- [Material for this task]
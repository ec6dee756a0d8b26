//! `mvw` — review movies from the terminal.
//!
//! # Usage
//!
//! ```
//! mvw config --api-key <KEY> --name alice
//! mvw search "Interstellar"
//! mvw list
//! mvw preview "Interstellar"
//! ```

mod config;
mod prompt;
mod render;

use std::path::{Path, PathBuf};

use anyhow::{Context, Result};
use clap::{Parser, Subcommand};
use fuzzy_matcher::{FuzzyMatcher, skim::SkimMatcherV2};
use mvw_core::{
  catalog::CatalogClient as _,
  session::{Outcome, ReviewSession},
  store::MovieStore as _,
};
use mvw_omdb::{OmdbClient, PosterStore};
use mvw_store_sqlite::SqliteStore;
use owo_colors::OwoColorize as _;
use tracing::level_filters::LevelFilter;
use tracing_subscriber::EnvFilter;

use crate::config::Settings;

// ─── CLI args ─────────────────────────────────────────────────────────────────

#[derive(Parser, Debug)]
#[command(name = "mvw", version, about = "Review movies from the terminal")]
struct Cli {
  /// Path to a TOML config file (defaults to the per-user config dir).
  #[arg(short, long, value_name = "FILE")]
  config: Option<PathBuf>,

  #[command(subcommand)]
  command: Option<Command>,
}

#[derive(Subcommand, Debug)]
enum Command {
  /// Fetch a movie and write (or re-edit) its review.
  Search {
    /// Exact title to look up; prompted for when omitted.
    title: Option<String>,

    /// Pick the title from the catalog's search hits first.
    #[arg(long)]
    pick: bool,
  },

  /// List reviewed movies, optionally fuzzy-filtered by title.
  List {
    filter: Option<String>,
  },

  /// Render the stored review card for an exact title.
  Preview {
    title: String,
  },

  /// Show or change settings.
  Config {
    /// Set the OMDb API key (validated against the live API first).
    #[arg(short = 'k', long)]
    api_key: Option<String>,

    /// Set your name as the reviewer.
    #[arg(short = 'n', long)]
    name: Option<String>,

    /// Reset settings to defaults, keeping the API key.
    #[arg(short, long)]
    reset: bool,
  },
}

// ─── Entry point ──────────────────────────────────────────────────────────────

#[tokio::main]
async fn main() -> Result<()> {
  tracing_subscriber::fmt()
    .with_env_filter(
      EnvFilter::builder()
        .with_default_directive(LevelFilter::WARN.into())
        .from_env_lossy(),
    )
    .init();

  let cli = Cli::parse();
  let config_file = cli.config.clone().unwrap_or_else(config::default_config_file);
  let settings = Settings::load_from(&config_file)?;

  // Running bare `mvw` is a search.
  let command = cli
    .command
    .unwrap_or(Command::Search { title: None, pick: false });

  match command {
    Command::Config { api_key, name, reset } => {
      run_config(&config_file, settings, api_key, name, reset).await
    }
    command => {
      // Storage-open failure is fatal: nothing below can work without it.
      let store = SqliteStore::open(&settings.store_path).await.with_context(|| {
        format!("failed to open store at {}", settings.store_path.display())
      })?;

      let result = match command {
        Command::Search { title, pick } => {
          run_search(&store, &settings, title, pick).await
        }
        Command::List { filter } => run_list(&store, filter).await,
        Command::Preview { title } => run_preview(&store, &settings, &title).await,
        Command::Config { .. } => unreachable!("handled above"),
      };

      // Close exactly once on the normal path; dropping the connection
      // covers the unwind path.
      let closed = store.close().await;
      result?;
      closed.context("failed to close store")?;
      Ok(())
    }
  }
}

// ─── search ───────────────────────────────────────────────────────────────────

async fn run_search(
  store: &SqliteStore,
  settings: &Settings,
  title: Option<String>,
  pick: bool,
) -> Result<()> {
  if settings.api_key.is_empty() {
    println!("No API key configured. Free keys: https://www.omdbapi.com/apikey.aspx");
    println!("Then run {}.", "`mvw config --api-key <KEY>`".yellow());
    return Ok(());
  }

  let mut title = match title {
    Some(title) => title,
    None => match prompt::read_line("MVW title") {
      Some(title) if !title.is_empty() => title,
      _ => return Ok(()),
    },
  };

  let catalog = OmdbClient::new(settings.api_key.clone())?;

  if pick {
    match pick_title(&catalog, &title).await? {
      Some(picked) => title = picked,
      None => {
        println!("Nothing was saved.");
        return Ok(());
      }
    }
  }

  let posters = PosterStore::new(catalog.http_client(), settings.poster_dir.clone());
  let prompter = prompt::StdinPrompter::new(settings.clone());

  let session = ReviewSession::new(store, &catalog, &posters, &prompter);
  match session.run(&title).await? {
    Outcome::Done => {
      if let Some(movie) = store.get_by_title(&title).await? {
        render::review_card(&movie, settings);
      }
      println!("{}", "✓ Review saved".green());
    }
    Outcome::Aborted => println!("Nothing was saved."),
  }
  Ok(())
}

/// Show the catalog's hits for `query` and let the user pick the canonical
/// title. `None` means no hits or the user declined.
async fn pick_title(catalog: &OmdbClient, query: &str) -> Result<Option<String>> {
  let hits = match catalog.search(query).await {
    Ok(hits) => hits,
    Err(err) => {
      tracing::warn!(%err, "catalog search failed");
      return Ok(None);
    }
  };
  if hits.is_empty() {
    println!("The catalog has no match for {query:?}.");
    return Ok(None);
  }

  for (index, hit) in hits.iter().enumerate() {
    println!("{:2}. {} ({})", index + 1, hit.title.bold(), hit.year.dimmed());
  }

  let Some(choice) = prompt::read_line("MVW pick") else {
    return Ok(None);
  };
  let picked = choice
    .parse::<usize>()
    .ok()
    .and_then(|n| n.checked_sub(1))
    .and_then(|n| hits.get(n));

  Ok(picked.map(|hit| hit.title.clone()))
}

// ─── list ─────────────────────────────────────────────────────────────────────

async fn run_list(store: &SqliteStore, filter: Option<String>) -> Result<()> {
  let mut movies = store.get_all().await?;
  if movies.is_empty() {
    println!("No reviews yet. Try {}.", "`mvw search`".yellow());
    return Ok(());
  }

  if let Some(filter) = filter {
    let matcher = SkimMatcherV2::default();
    let mut scored: Vec<_> = movies
      .into_iter()
      .filter_map(|movie| {
        matcher
          .fuzzy_match(&movie.title, &filter)
          .map(|score| (score, movie))
      })
      .collect();
    scored.sort_by_key(|(score, _)| std::cmp::Reverse(*score));
    movies = scored.into_iter().map(|(_, movie)| movie).collect();

    if movies.is_empty() {
      println!("No reviewed title matches {filter:?}.");
      return Ok(());
    }
  }

  render::listing(&movies);
  Ok(())
}

// ─── preview ──────────────────────────────────────────────────────────────────

async fn run_preview(store: &SqliteStore, settings: &Settings, title: &str) -> Result<()> {
  match store.get_by_title(title).await? {
    Some(movie) => render::review_card(&movie, settings),
    None => println!("No stored review for {title:?}. Titles match exactly."),
  }
  Ok(())
}

// ─── config ───────────────────────────────────────────────────────────────────

async fn run_config(
  config_file: &Path,
  mut settings: Settings,
  api_key: Option<String>,
  name: Option<String>,
  reset: bool,
) -> Result<()> {
  let mut dirty = false;

  if reset {
    settings = settings.reset();
    dirty = true;
    println!("Settings reset to defaults (API key kept).");
  }

  if let Some(key) = api_key {
    let client = OmdbClient::new(key.clone())?;
    if client.validate_key().await {
      settings.api_key = key;
      dirty = true;
      println!("{}", "✓ API key accepted".green());
    } else {
      println!("{}", "x The provider rejected that API key".red());
    }
  }

  if let Some(name) = name {
    settings.reviewer = name;
    dirty = true;
  }

  if dirty {
    settings.save_to(config_file)?;
  }

  render::settings_table(&settings);
  Ok(())
}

- [Work task] Gather each line in these records that contains the string "reviewed".

- [Solution to the problem]
  /// List reviewed movies, optionally fuzzy-filtered by title.
      println!("No reviewed title matches {filter:?}.");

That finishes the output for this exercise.